The ability of borrowers to repay mortgage loans underlying mortgage-backed securities will typically depend upon the future availability of financing and the stability of real estate values. For mortgage loans not guaranteed by a government agency or other party, the only remedy of the lender in the event of a default is to foreclose upon the property. If borrowers are not able or willing to pay the principal balance on the loans, there is a good chance that payments on the related mortgage-related securities will not be made. Certain borrowers on underlying mortgages may become subject to bankruptcy proceedings, in which case the value of the mortgage-backed securities may decline.

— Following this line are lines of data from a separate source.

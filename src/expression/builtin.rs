use super::{Bindings, CompiledExpression, ExprError, ExpressionEvaluator};
use crate::parse::{parse, ParseError};
use crate::{ArithOp, Expr, Value};

/// The default [`ExpressionEvaluator`]: a small infix language with
/// comparisons, arithmetic and boolean connectives.
///
/// ```text
/// age < 21
/// rnd >= 200 AND NOT (country == 'US' || country == "CA")
/// income / dependents <= 1000.5
/// ```
#[derive(Debug, Clone, Copy, Default)]
pub struct BuiltinEvaluator;

#[derive(Debug)]
struct BuiltinExpression {
    expr: Expr,
}

impl ExpressionEvaluator for BuiltinEvaluator {
    fn compile(&self, source: &str) -> Result<Box<dyn CompiledExpression>, ParseError> {
        let expr = parse(source)?;
        Ok(Box::new(BuiltinExpression { expr }))
    }
}

impl CompiledExpression for BuiltinExpression {
    fn evaluate(&self, bindings: &dyn Bindings) -> Result<Value, ExprError> {
        eval_expr(&self.expr, bindings)
    }
}

fn eval_expr(expr: &Expr, bindings: &dyn Bindings) -> Result<Value, ExprError> {
    match expr {
        Expr::Literal(v) => Ok(v.clone()),
        Expr::Var(name) => bindings
            .lookup(name)
            .cloned()
            .ok_or_else(|| ExprError::UnboundVariable { name: name.clone() }),
        Expr::Neg(inner) => negate(eval_expr(inner, bindings)?),
        Expr::Arith { op, lhs, rhs } => {
            let l = eval_expr(lhs, bindings)?;
            let r = eval_expr(rhs, bindings)?;
            arith(*op, &l, &r)
        }
        Expr::Compare { op, lhs, rhs } => {
            let l = eval_expr(lhs, bindings)?;
            let r = eval_expr(rhs, bindings)?;
            l.compare(*op, &r)
                .map(Value::Bool)
                .ok_or_else(|| ExprError::TypeMismatch {
                    op: op.to_string(),
                    left: l.type_name(),
                    right: r.type_name(),
                })
        }
        Expr::And(a, b) => {
            if !eval_bool("AND", a, bindings)? {
                return Ok(Value::Bool(false));
            }
            eval_bool("AND", b, bindings).map(Value::Bool)
        }
        Expr::Or(a, b) => {
            if eval_bool("OR", a, bindings)? {
                return Ok(Value::Bool(true));
            }
            eval_bool("OR", b, bindings).map(Value::Bool)
        }
        Expr::Not(inner) => eval_bool("NOT", inner, bindings).map(|b| Value::Bool(!b)),
    }
}

fn eval_bool(op: &str, expr: &Expr, bindings: &dyn Bindings) -> Result<bool, ExprError> {
    let value = eval_expr(expr, bindings)?;
    value.as_bool().ok_or_else(|| ExprError::InvalidOperand {
        op: op.to_owned(),
        expected: "boolean",
        found: value.type_name(),
    })
}

fn negate(value: Value) -> Result<Value, ExprError> {
    match value {
        Value::Int(i) => i
            .checked_neg()
            .map(Value::Int)
            .ok_or_else(|| ExprError::Overflow { op: "-".to_owned() }),
        Value::Float(f) => Ok(Value::Float(-f)),
        other => Err(ExprError::InvalidOperand {
            op: "-".to_owned(),
            expected: "numeric",
            found: other.type_name(),
        }),
    }
}

#[allow(clippy::cast_precision_loss)]
fn arith(op: ArithOp, l: &Value, r: &Value) -> Result<Value, ExprError> {
    match (l, r) {
        (Value::Int(a), Value::Int(b)) => int_arith(op, *a, *b),
        (Value::Int(a), Value::Float(b)) => float_arith(op, *a as f64, *b),
        (Value::Float(a), Value::Int(b)) => float_arith(op, *a, *b as f64),
        (Value::Float(a), Value::Float(b)) => float_arith(op, *a, *b),
        (Value::String(a), Value::String(b)) if op == ArithOp::Add => {
            Ok(Value::String(format!("{a}{b}")))
        }
        _ => Err(ExprError::TypeMismatch {
            op: op.to_string(),
            left: l.type_name(),
            right: r.type_name(),
        }),
    }
}

fn int_arith(op: ArithOp, a: i64, b: i64) -> Result<Value, ExprError> {
    if matches!(op, ArithOp::Div | ArithOp::Rem) && b == 0 {
        return Err(ExprError::DivisionByZero);
    }
    let result = match op {
        ArithOp::Add => a.checked_add(b),
        ArithOp::Sub => a.checked_sub(b),
        ArithOp::Mul => a.checked_mul(b),
        ArithOp::Div => a.checked_div(b),
        ArithOp::Rem => a.checked_rem(b),
    };
    result
        .map(Value::Int)
        .ok_or_else(|| ExprError::Overflow { op: op.to_string() })
}

fn float_arith(op: ArithOp, a: f64, b: f64) -> Result<Value, ExprError> {
    if matches!(op, ArithOp::Div | ArithOp::Rem) && b == 0.0 {
        return Err(ExprError::DivisionByZero);
    }
    Ok(Value::Float(match op {
        ArithOp::Add => a + b,
        ArithOp::Sub => a - b,
        ArithOp::Mul => a * b,
        ArithOp::Div => a / b,
        ArithOp::Rem => a % b,
    }))
}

The residential real estate market in the United States continues to experience unprecedented upheaval. Among other things, the value of residential real estate has decreased significantly. This decrease in value has been more pronounced in some regions of the country but, overall, prices have dropped substantially. These significant decreases have affected the value of both prime and subprime mortgage-backed securities, as payments of principal and interest on residential mortgages have varied due to foreclosures, job losses, and other factors. As a result of these conditions, mortgage-backed securities have lost value, including the “senior” classes of those securities. There can be no assurance of when, or if, the residential real estate market will stabilize or home prices will recover. Accordingly, there can be no assurance that mortgage-backed securities will make payments of principal and interest at the times or in the amounts scheduled.

ASSET-BACKED SECURITIES
The Fund may invest in asset-backed securities that, through the use of trusts and special purpose vehicles, are securitized with various types of assets, such as automobile receivables, credit card receivables and home-equity loans in pass- through structures similar to the mortgage-related securities described above. In general, the collateral supporting asset-backed securities is of shorter maturity than the collateral supporting mortgage loans and is less likely to experience substantial prepayments. However, asset-backed securities are not backed by any governmental agency. Credit card receivables are generally unsecured, and the debtors are entitled to the protection of a number of state and federal consumer credit laws, many of which give such debtors the right to set off certain amounts owed on the credit cards, thereby reducing the balance due. In addition, some issuers of automobile receivables permit the servicers to retain possession of the underlying obligations. If the servicers were to sell these obligations to another party, there is a risk that the purchaser would acquire an interest superior to that of the holders of the related automobile receivables. The impairment of value of collateral or other assets underlying an asset-based security, such as a result of non-payment of loans or non-performance of other collateral or underlying assets, may reduce the value of such asset-based security and result in losses to the Fund.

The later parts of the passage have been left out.